▸ Exercise instructions
Below are some records; each one is to be set down again exactly.

□ □ □

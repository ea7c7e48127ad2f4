extern crate sasl;

use std::sync::Arc;

use sasl::{
    encoding, Cache, Config, Credentials, Error, Mechanism, Negotiator, Outcome, Plain, Step,
};

/// Answers `start` with "r1" and the first challenge with "r2", failing on any challenge that
/// isn't "c1". Checks that the cache from `start` makes it back.
struct TwoStep;

impl Mechanism for TwoStep {
    fn name(&self) -> &str {
        "X-TWO-STEP"
    }

    fn start(&self, _: &Negotiator) -> sasl::Result<Outcome> {
        Ok(Outcome::new(true, "r1").with_cache("cache1"))
    }

    fn next(&self, _: &Negotiator, challenge: &[u8], cache: Cache) -> sasl::Result<Outcome> {
        let from_start = cache
            .as_deref()
            .and_then(|c| c.downcast_ref::<&'static str>())
            .copied();
        if from_start != Some("cache1") {
            return Err(Error::mechanism("cache was not threaded through"));
        }
        if challenge != b"c1" {
            return Err(Error::mechanism("unexpected challenge"));
        }
        Ok(Outcome::new(false, "r2").with_cache("cache2"))
    }
}

fn two_step() -> Negotiator {
    Negotiator::client(Arc::new(TwoStep), Config::default())
}

#[test]
fn client_exchange() {
    let mut c = two_step();

    let (more, resp) = c.step(b"").unwrap();
    assert!(more);
    assert_eq!(encoding::encode(b"r1"), resp);
    assert_eq!(Step::AuthTextSent, c.state().step());

    let (more, resp) = c.step(&encoding::encode(b"c1")).unwrap();
    assert!(!more);
    assert_eq!(encoding::encode(b"r2"), resp);
    assert_eq!(Step::ResponseSent, c.state().step());
    assert!(!c.state().errored());
}

#[test]
#[should_panic(expected = "has errored")]
fn step_after_mechanism_error_panics() {
    let mut c = two_step();
    c.step(b"").unwrap();
    assert!(c.step(&encoding::encode(b"bogus")).is_err());
    assert!(c.state().errored());
    let _ = c.step(&encoding::encode(b"c1"));
}

#[test]
#[should_panic(expected = "has errored")]
fn step_after_decode_error_panics() {
    let mut c = two_step();
    assert!(matches!(c.step(b"%%"), Err(Error::Decode(_))));
    let _ = c.step(b"");
}

#[test]
#[should_panic(expected = "has errored")]
fn server_step_after_error_panics() {
    let mut s = Negotiator::server(Arc::new(Plain), Config::default());
    assert!(matches!(s.step(b"%%"), Err(Error::Decode(_))));
    let _ = s.step(b"");
}

#[test]
fn reset_after_error_restarts() {
    let mut c = two_step();
    c.step(b"").unwrap();
    match c.step(&encoding::encode(b"bogus")) {
        Err(Error::Mechanism(e)) => assert_eq!("unexpected challenge", e.to_string()),
        other => panic!("expected mechanism error, got {:?}", other),
    }
    assert!(c.state().errored());

    c.reset();
    assert_eq!(Step::Initial, c.state().step());
    c.step(b"").unwrap();
    assert_eq!(Step::AuthTextSent, c.state().step());
    let (more, _) = c.step(&encoding::encode(b"c1")).unwrap();
    assert!(!more);
    assert_eq!(Step::ResponseSent, c.state().step());
}

#[test]
fn bad_base64_is_terminal() {
    let mut c = two_step();
    c.step(b"").unwrap();
    assert!(matches!(c.step(b"c1 not base64"), Err(Error::Decode(_))));
    assert!(c.state().errored());
    assert_eq!(Step::AuthTextSent, c.state().step());
}

#[test]
fn reset_refreshes_nonce() {
    let mut c = two_step();
    for _ in 0..16 {
        let before = c.nonce().to_vec();
        c.reset();
        assert_ne!(before, c.nonce());
        assert_eq!(sasl::NONCE_LEN, c.nonce().len());
    }
}

#[test]
fn shared_mechanism() {
    let mechanism: Arc<dyn Mechanism> = Arc::new(TwoStep);
    let mut a = Negotiator::client(mechanism.clone(), Config::default());
    let mut b = Negotiator::client(mechanism, Config::default());
    a.step(b"").unwrap();
    assert_eq!(Step::Initial, b.state().step());
    b.step(b"").unwrap();
    a.step(&encoding::encode(b"c1")).unwrap();
    b.step(&encoding::encode(b"c1")).unwrap();
    assert_ne!(a.nonce(), b.nonce());
}

#[test]
fn plain_client_and_server() {
    let plain: Arc<dyn Mechanism> = Arc::new(Plain);
    let mut client = Negotiator::client(
        plain.clone(),
        Config::builder()
            .credentials(Credentials::new("tim", "tanstaaftanstaaf").with_identity("admin"))
            .remote_mechanisms(["PLAIN"])
            .build(),
    );
    let mut server = Negotiator::server(
        plain,
        Config::builder()
            .permissions(|c| {
                c.identity == b"admin" && c.username == b"tim" && c.password == b"tanstaaftanstaaf"
            })
            .build(),
    );
    assert_eq!("PLAIN", client.mechanism_name());
    assert!(!client.state().remote_channel_binding());

    let (more, resp) = client.step(b"").unwrap();
    assert!(!more);
    let (more, resp) = server.step(&resp).unwrap();
    assert!(!more);
    assert!(resp.is_empty());
    assert_eq!(Step::ResponseSent, server.state().step());

    client.reset();
    server.reset();
    assert_eq!(Step::Initial, client.state().step());
    assert_eq!(Step::AuthTextSent, server.state().step());
    assert!(server.state().is_receiver());
}
//! Pluggable SASL mechanisms.
//!
//! A [`Mechanism`] computes the bytes exchanged on each round; the [`Negotiator`] decides when it
//! gets called and takes care of base64 framing. Mechanisms are stateless and may be shared by any
//! number of negotiators. Whatever they need to remember between rounds of a single exchange goes
//! into the [`Cache`] they hand back, which the negotiator owns and threads into the next call.

use std::any::Any;

use crate::error::Result;
use crate::negotiator::Negotiator;

mod plain;
mod xoauth2;

pub use self::plain::Plain;
pub use self::xoauth2::XOAuth2;

/// Opaque per-exchange state produced by a mechanism.
///
/// Cleared whenever the negotiator is reset.
pub type Cache = Option<Box<dyn Any + Send>>;

/// The result of a successful mechanism call.
#[derive(Debug, Default)]
pub struct Outcome {
    /// Whether the mechanism expects another round.
    pub more: bool,
    /// The raw (not yet encoded) bytes to send to the remote end.
    pub response: Vec<u8>,
    /// State to hand back on the next call.
    pub cache: Cache,
}

impl Outcome {
    /// An outcome with no cache.
    pub fn new(more: bool, response: impl Into<Vec<u8>>) -> Self {
        Outcome {
            more,
            response: response.into(),
            cache: None,
        }
    }

    /// Attach a cache value for the next round.
    pub fn with_cache<T: Any + Send>(mut self, cache: T) -> Self {
        self.cache = Some(Box::new(cache));
        self
    }
}

/// The contract a SASL mechanism fulfils towards a [`Negotiator`].
///
/// The negotiator is passed in so that the mechanism can inspect its [`State`], [`Config`] and
/// nonce. The state seen by the mechanism is the one *before* the negotiator advances.
///
/// [`State`]: crate::State
/// [`Config`]: crate::Config
pub trait Mechanism: Send + Sync {
    /// The registered name of the mechanism, e.g. `PLAIN` or `SCRAM-SHA-256-PLUS`.
    fn name(&self) -> &str;

    /// Produce the initial response. Only ever called once per exchange, on the client.
    fn start(&self, negotiator: &Negotiator) -> Result<Outcome>;

    /// Answer `challenge`, given the cache returned by the previous call.
    fn next(&self, negotiator: &Negotiator, challenge: &[u8], cache: Cache) -> Result<Outcome>;
}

□ □ □

▸ Response for this exercise
repository ea7c7e48127ad2f4
extern crate sasl;

use std::sync::Arc;

use sasl::{
    encoding, Cache, Config, Credentials, Error, Mechanism, Negotiator, Outcome, Plain, Step,
};

/// Answers `start` with "r1" and the first challenge with "r2", failing on any challenge that
/// isn't "c1". Checks that the cache from `start` makes it back.
struct TwoStep;

impl Mechanism for TwoStep {
    fn name(&self) -> &str {
        "X-TWO-STEP"
    }

    fn start(&self, _: &Negotiator) -> sasl::Result<Outcome> {
        Ok(Outcome::new(true, "r1").with_cache("cache1"))
    }

    fn next(&self, _: &Negotiator, challenge: &[u8], cache: Cache) -> sasl::Result<Outcome> {
        let from_start = cache
            .as_deref()
            .and_then(|c| c.downcast_ref::<&'static str>())
            .copied();
        if from_start != Some("cache1") {
            return Err(Error::mechanism("cache was not threaded through"));
        }
        if challenge != b"c1" {
            return Err(Error::mechanism("unexpected challenge"));
        }
        Ok(Outcome::new(false, "r2").with_cache("cache2"))
    }
}

fn two_step() -> Negotiator {
    Negotiator::client(Arc::new(TwoStep), Config::default())
}

#[test]
fn client_exchange() {
    let mut c = two_step();

    let (more, resp) = c.step(b"").unwrap();
    assert!(more);
    assert_eq!(encoding::encode(b"r1"), resp);
    assert_eq!(Step::AuthTextSent, c.state().step());

    let (more, resp) = c.step(&encoding::encode(b"c1")).unwrap();
    assert!(!more);
    assert_eq!(encoding::encode(b"r2"), resp);
    assert_eq!(Step::ResponseSent, c.state().step());
    assert!(!c.state().errored());
}

#[test]
#[should_panic(expected = "has errored")]
fn step_after_mechanism_error_panics() {
    let mut c = two_step();
    c.step(b"").unwrap();
    assert!(c.step(&encoding::encode(b"bogus")).is_err());
    assert!(c.state().errored());
    let _ = c.step(&encoding::encode(b"c1"));
}

#[test]
#[should_panic(expected = "has errored")]
fn step_after_decode_error_panics() {
    let mut c = two_step();
    assert!(matches!(c.step(b"%%"), Err(Error::Decode(_))));
    let _ = c.step(b"");
}

#[test]
#[should_panic(expected = "has errored")]
fn server_step_after_error_panics() {
    let mut s = Negotiator::server(Arc::new(Plain), Config::default());
    assert!(matches!(s.step(b"%%"), Err(Error::Decode(_))));
    let _ = s.step(b"");
}

#[test]
fn reset_after_error_restarts() {
    let mut c = two_step();
    c.step(b"").unwrap();
    match c.step(&encoding::encode(b"bogus")) {
        Err(Error::Mechanism(e)) => assert_eq!("unexpected challenge", e.to_string()),
        other => panic!("expected mechanism error, got {:?}", other),
    }
    assert!(c.state().errored());

    c.reset();
    assert_eq!(Step::Initial, c.state().step());
    c.step(b"").unwrap();
    assert_eq!(Step::AuthTextSent, c.state().step());
    let (more, _) = c.step(&encoding::encode(b"c1")).unwrap();
    assert!(!more);
    assert_eq!(Step::ResponseSent, c.state().step());
}

#[test]
fn bad_base64_is_terminal() {
    let mut c = two_step();
    c.step(b"").unwrap();
    assert!(matches!(c.step(b"c1 not base64"), Err(Error::Decode(_))));
    assert!(c.state().errored());
    assert_eq!(Step::AuthTextSent, c.state().step());
}

#[test]
fn reset_refreshes_nonce() {
    let mut c = two_step();
    for _ in 0..16 {
        let before = c.nonce().to_vec();
        c.reset();
        assert_ne!(before, c.nonce());
        assert_eq!(sasl::NONCE_LEN, c.nonce().len());
    }
}

#[test]
fn shared_mechanism() {
    let mechanism: Arc<dyn Mechanism> = Arc::new(TwoStep);
    let mut a = Negotiator::client(mechanism.clone(), Config::default());
    let mut b = Negotiator::client(mechanism, Config::default());
    a.step(b"").unwrap();
    assert_eq!(Step::Initial, b.state().step());
    b.step(b"").unwrap();
    a.step(&encoding::encode(b"c1")).unwrap();
    b.step(&encoding::encode(b"c1")).unwrap();
    assert_ne!(a.nonce(), b.nonce());
}

#[test]
fn plain_client_and_server() {
    let plain: Arc<dyn Mechanism> = Arc::new(Plain);
    let mut client = Negotiator::client(
        plain.clone(),
        Config::builder()
            .credentials(Credentials::new("tim", "tanstaaftanstaaf").with_identity("admin"))
            .remote_mechanisms(["PLAIN"])
            .build(),
    );
    let mut server = Negotiator::server(
        plain,
        Config::builder()
            .permissions(|c| {
                c.identity == b"admin" && c.username == b"tim" && c.password == b"tanstaaftanstaaf"
            })
            .build(),
    );
    assert_eq!("PLAIN", client.mechanism_name());
    assert!(!client.state().remote_channel_binding());

    let (more, resp) = client.step(b"").unwrap();
    assert!(!more);
    let (more, resp) = server.step(&resp).unwrap();
    assert!(!more);
    assert!(resp.is_empty());
    assert_eq!(Step::ResponseSent, server.state().step());

    client.reset();
    server.reset();
    assert_eq!(Step::Initial, client.state().step());
    assert_eq!(Step::AuthTextSent, server.state().step());
    assert!(server.state().is_receiver());
}
//! Pluggable SASL mechanisms.
//!
//! A [`Mechanism`] computes the bytes exchanged on each round; the [`Negotiator`] decides when it
//! gets called and takes care of base64 framing. Mechanisms are stateless and may be shared by any
//! number of negotiators. Whatever they need to remember between rounds of a single exchange goes
//! into the [`Cache`] they hand back, which the negotiator owns and threads into the next call.

use std::any::Any;

use crate::error::Result;
use crate::negotiator::Negotiator;

mod plain;
mod xoauth2;

pub use self::plain::Plain;
pub use self::xoauth2::XOAuth2;

/// Opaque per-exchange state produced by a mechanism.
///
/// Cleared whenever the negotiator is reset.
pub type Cache = Option<Box<dyn Any + Send>>;

/// The result of a successful mechanism call.
#[derive(Debug, Default)]
pub struct Outcome {
    /// Whether the mechanism expects another round.
    pub more: bool,
    /// The raw (not yet encoded) bytes to send to the remote end.
    pub response: Vec<u8>,
    /// State to hand back on the next call.
    pub cache: Cache,
}

impl Outcome {
    /// An outcome with no cache.
    pub fn new(more: bool, response: impl Into<Vec<u8>>) -> Self {
        Outcome {
            more,
            response: response.into(),
            cache: None,
        }
    }

    /// Attach a cache value for the next round.
    pub fn with_cache<T: Any + Send>(mut self, cache: T) -> Self {
        self.cache = Some(Box::new(cache));
        self
    }
}

/// The contract a SASL mechanism fulfils towards a [`Negotiator`].
///
/// The negotiator is passed in so that the mechanism can inspect its [`State`], [`Config`] and
/// nonce. The state seen by the mechanism is the one *before* the negotiator advances.
///
/// [`State`]: crate::State
/// [`Config`]: crate::Config
pub trait Mechanism: Send + Sync {
    /// The registered name of the mechanism, e.g. `PLAIN` or `SCRAM-SHA-256-PLUS`.
    fn name(&self) -> &str;

    /// Produce the initial response. Only ever called once per exchange, on the client.
    fn start(&self, negotiator: &Negotiator) -> Result<Outcome>;

    /// Answer `challenge`, given the cache returned by the previous call.
    fn next(&self, negotiator: &Negotiator, challenge: &[u8], cache: Cache) -> Result<Outcome>;
}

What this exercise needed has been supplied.